▶ Exercise objective
Exactly as written, retype all of the records that come next.

▶ Given data
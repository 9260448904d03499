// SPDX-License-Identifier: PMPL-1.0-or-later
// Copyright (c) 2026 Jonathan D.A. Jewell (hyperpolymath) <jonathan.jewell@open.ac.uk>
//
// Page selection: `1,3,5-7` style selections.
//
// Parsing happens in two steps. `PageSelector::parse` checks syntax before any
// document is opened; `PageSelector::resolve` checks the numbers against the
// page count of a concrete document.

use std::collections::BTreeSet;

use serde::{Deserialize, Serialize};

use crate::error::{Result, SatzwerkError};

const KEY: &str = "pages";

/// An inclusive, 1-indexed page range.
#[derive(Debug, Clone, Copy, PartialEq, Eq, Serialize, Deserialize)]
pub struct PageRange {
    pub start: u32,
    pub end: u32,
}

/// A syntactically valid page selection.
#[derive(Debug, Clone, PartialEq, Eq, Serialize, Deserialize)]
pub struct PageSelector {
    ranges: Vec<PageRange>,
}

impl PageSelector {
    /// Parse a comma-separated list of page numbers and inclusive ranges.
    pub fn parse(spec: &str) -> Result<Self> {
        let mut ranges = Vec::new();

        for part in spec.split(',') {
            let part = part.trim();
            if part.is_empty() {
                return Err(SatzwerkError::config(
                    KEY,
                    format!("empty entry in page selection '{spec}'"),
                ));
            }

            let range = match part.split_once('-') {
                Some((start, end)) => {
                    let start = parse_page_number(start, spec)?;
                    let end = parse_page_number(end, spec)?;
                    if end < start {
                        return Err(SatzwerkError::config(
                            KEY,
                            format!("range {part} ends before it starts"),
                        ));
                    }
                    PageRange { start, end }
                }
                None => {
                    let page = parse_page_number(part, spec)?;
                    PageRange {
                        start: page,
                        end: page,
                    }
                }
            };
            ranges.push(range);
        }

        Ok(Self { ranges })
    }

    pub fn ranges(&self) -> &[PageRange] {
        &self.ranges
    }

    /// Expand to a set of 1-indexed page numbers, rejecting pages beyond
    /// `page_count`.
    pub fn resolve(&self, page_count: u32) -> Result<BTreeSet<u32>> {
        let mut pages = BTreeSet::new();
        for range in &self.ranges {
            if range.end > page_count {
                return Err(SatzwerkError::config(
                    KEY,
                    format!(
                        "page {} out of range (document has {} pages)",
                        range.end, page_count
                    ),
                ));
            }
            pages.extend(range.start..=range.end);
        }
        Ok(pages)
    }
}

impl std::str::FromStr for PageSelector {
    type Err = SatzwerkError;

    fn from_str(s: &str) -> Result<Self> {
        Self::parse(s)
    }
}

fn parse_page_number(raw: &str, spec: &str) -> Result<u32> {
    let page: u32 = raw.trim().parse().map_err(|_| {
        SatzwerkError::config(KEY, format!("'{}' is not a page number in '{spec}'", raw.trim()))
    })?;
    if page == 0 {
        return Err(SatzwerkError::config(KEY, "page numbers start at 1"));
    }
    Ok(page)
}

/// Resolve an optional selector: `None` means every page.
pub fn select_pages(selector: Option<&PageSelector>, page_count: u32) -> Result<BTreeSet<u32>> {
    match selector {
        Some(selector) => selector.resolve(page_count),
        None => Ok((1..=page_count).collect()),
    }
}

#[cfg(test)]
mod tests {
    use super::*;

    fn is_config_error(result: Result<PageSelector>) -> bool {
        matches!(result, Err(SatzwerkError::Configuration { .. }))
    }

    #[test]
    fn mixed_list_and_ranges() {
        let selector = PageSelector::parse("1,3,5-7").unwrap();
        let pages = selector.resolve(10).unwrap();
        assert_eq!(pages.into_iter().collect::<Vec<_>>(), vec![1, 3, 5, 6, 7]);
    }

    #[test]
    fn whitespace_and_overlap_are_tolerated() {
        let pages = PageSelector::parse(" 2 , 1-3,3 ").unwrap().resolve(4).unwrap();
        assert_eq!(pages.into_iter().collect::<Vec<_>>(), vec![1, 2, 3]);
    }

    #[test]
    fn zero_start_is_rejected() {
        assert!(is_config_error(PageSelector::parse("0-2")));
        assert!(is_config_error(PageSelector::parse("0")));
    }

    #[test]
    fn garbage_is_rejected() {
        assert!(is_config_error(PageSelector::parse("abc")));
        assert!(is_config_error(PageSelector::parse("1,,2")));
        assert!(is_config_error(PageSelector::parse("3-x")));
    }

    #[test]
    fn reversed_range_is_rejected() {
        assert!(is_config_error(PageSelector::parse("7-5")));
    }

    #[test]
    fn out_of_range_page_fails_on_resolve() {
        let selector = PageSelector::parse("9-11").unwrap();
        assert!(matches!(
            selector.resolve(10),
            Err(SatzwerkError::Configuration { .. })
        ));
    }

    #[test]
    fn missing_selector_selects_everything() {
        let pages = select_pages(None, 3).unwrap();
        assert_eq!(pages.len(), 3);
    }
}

▶ Task response
repository 9260448904d03499
// SPDX-License-Identifier: PMPL-1.0-or-later
// Copyright (c) 2026 Jonathan D.A. Jewell (hyperpolymath) <jonathan.jewell@open.ac.uk>
//
// Page selection: `1,3,5-7` style selections.
//
// Parsing happens in two steps. `PageSelector::parse` checks syntax before any
// document is opened; `PageSelector::resolve` checks the numbers against the
// page count of a concrete document.

use std::collections::BTreeSet;

use serde::{Deserialize, Serialize};

use crate::error::{Result, SatzwerkError};

const KEY: &str = "pages";

/// An inclusive, 1-indexed page range.
#[derive(Debug, Clone, Copy, PartialEq, Eq, Serialize, Deserialize)]
pub struct PageRange {
    pub start: u32,
    pub end: u32,
}

/// A syntactically valid page selection.
#[derive(Debug, Clone, PartialEq, Eq, Serialize, Deserialize)]
pub struct PageSelector {
    ranges: Vec<PageRange>,
}

impl PageSelector {
    /// Parse a comma-separated list of page numbers and inclusive ranges.
    pub fn parse(spec: &str) -> Result<Self> {
        let mut ranges = Vec::new();

        for part in spec.split(',') {
            let part = part.trim();
            if part.is_empty() {
                return Err(SatzwerkError::config(
                    KEY,
                    format!("empty entry in page selection '{spec}'"),
                ));
            }

            let range = match part.split_once('-') {
                Some((start, end)) => {
                    let start = parse_page_number(start, spec)?;
                    let end = parse_page_number(end, spec)?;
                    if end < start {
                        return Err(SatzwerkError::config(
                            KEY,
                            format!("range {part} ends before it starts"),
                        ));
                    }
                    PageRange { start, end }
                }
                None => {
                    let page = parse_page_number(part, spec)?;
                    PageRange {
                        start: page,
                        end: page,
                    }
                }
            };
            ranges.push(range);
        }

        Ok(Self { ranges })
    }

    pub fn ranges(&self) -> &[PageRange] {
        &self.ranges
    }

    /// Expand to a set of 1-indexed page numbers, rejecting pages beyond
    /// `page_count`.
    pub fn resolve(&self, page_count: u32) -> Result<BTreeSet<u32>> {
        let mut pages = BTreeSet::new();
        for range in &self.ranges {
            if range.end > page_count {
                return Err(SatzwerkError::config(
                    KEY,
                    format!(
                        "page {} out of range (document has {} pages)",
                        range.end, page_count
                    ),
                ));
            }
            pages.extend(range.start..=range.end);
        }
        Ok(pages)
    }
}

impl std::str::FromStr for PageSelector {
    type Err = SatzwerkError;

    fn from_str(s: &str) -> Result<Self> {
        Self::parse(s)
    }
}

fn parse_page_number(raw: &str, spec: &str) -> Result<u32> {
    let page: u32 = raw.trim().parse().map_err(|_| {
        SatzwerkError::config(KEY, format!("'{}' is not a page number in '{spec}'", raw.trim()))
    })?;
    if page == 0 {
        return Err(SatzwerkError::config(KEY, "page numbers start at 1"));
    }
    Ok(page)
}

/// Resolve an optional selector: `None` means every page.
pub fn select_pages(selector: Option<&PageSelector>, page_count: u32) -> Result<BTreeSet<u32>> {
    match selector {
        Some(selector) => selector.resolve(page_count),
        None => Ok((1..=page_count).collect()),
    }
}

#[cfg(test)]
mod tests {
    use super::*;

    fn is_config_error(result: Result<PageSelector>) -> bool {
        matches!(result, Err(SatzwerkError::Configuration { .. }))
    }

    #[test]
    fn mixed_list_and_ranges() {
        let selector = PageSelector::parse("1,3,5-7").unwrap();
        let pages = selector.resolve(10).unwrap();
        assert_eq!(pages.into_iter().collect::<Vec<_>>(), vec![1, 3, 5, 6, 7]);
    }

    #[test]
    fn whitespace_and_overlap_are_tolerated() {
        let pages = PageSelector::parse(" 2 , 1-3,3 ").unwrap().resolve(4).unwrap();
        assert_eq!(pages.into_iter().collect::<Vec<_>>(), vec![1, 2, 3]);
    }

    #[test]
    fn zero_start_is_rejected() {
        assert!(is_config_error(PageSelector::parse("0-2")));
        assert!(is_config_error(PageSelector::parse("0")));
    }

    #[test]
    fn garbage_is_rejected() {
        assert!(is_config_error(PageSelector::parse("abc")));
        assert!(is_config_error(PageSelector::parse("1,,2")));
        assert!(is_config_error(PageSelector::parse("3-x")));
    }

    #[test]
    fn reversed_range_is_rejected() {
        assert!(is_config_error(PageSelector::parse("7-5")));
    }

    #[test]
    fn out_of_range_page_fails_on_resolve() {
        let selector = PageSelector::parse("9-11").unwrap();
        assert!(matches!(
            selector.resolve(10),
            Err(SatzwerkError::Configuration { .. })
        ));
    }

    #[test]
    fn missing_selector_selects_everything() {
        let pages = select_pages(None, 3).unwrap();
        assert_eq!(pages.len(), 3);
    }
}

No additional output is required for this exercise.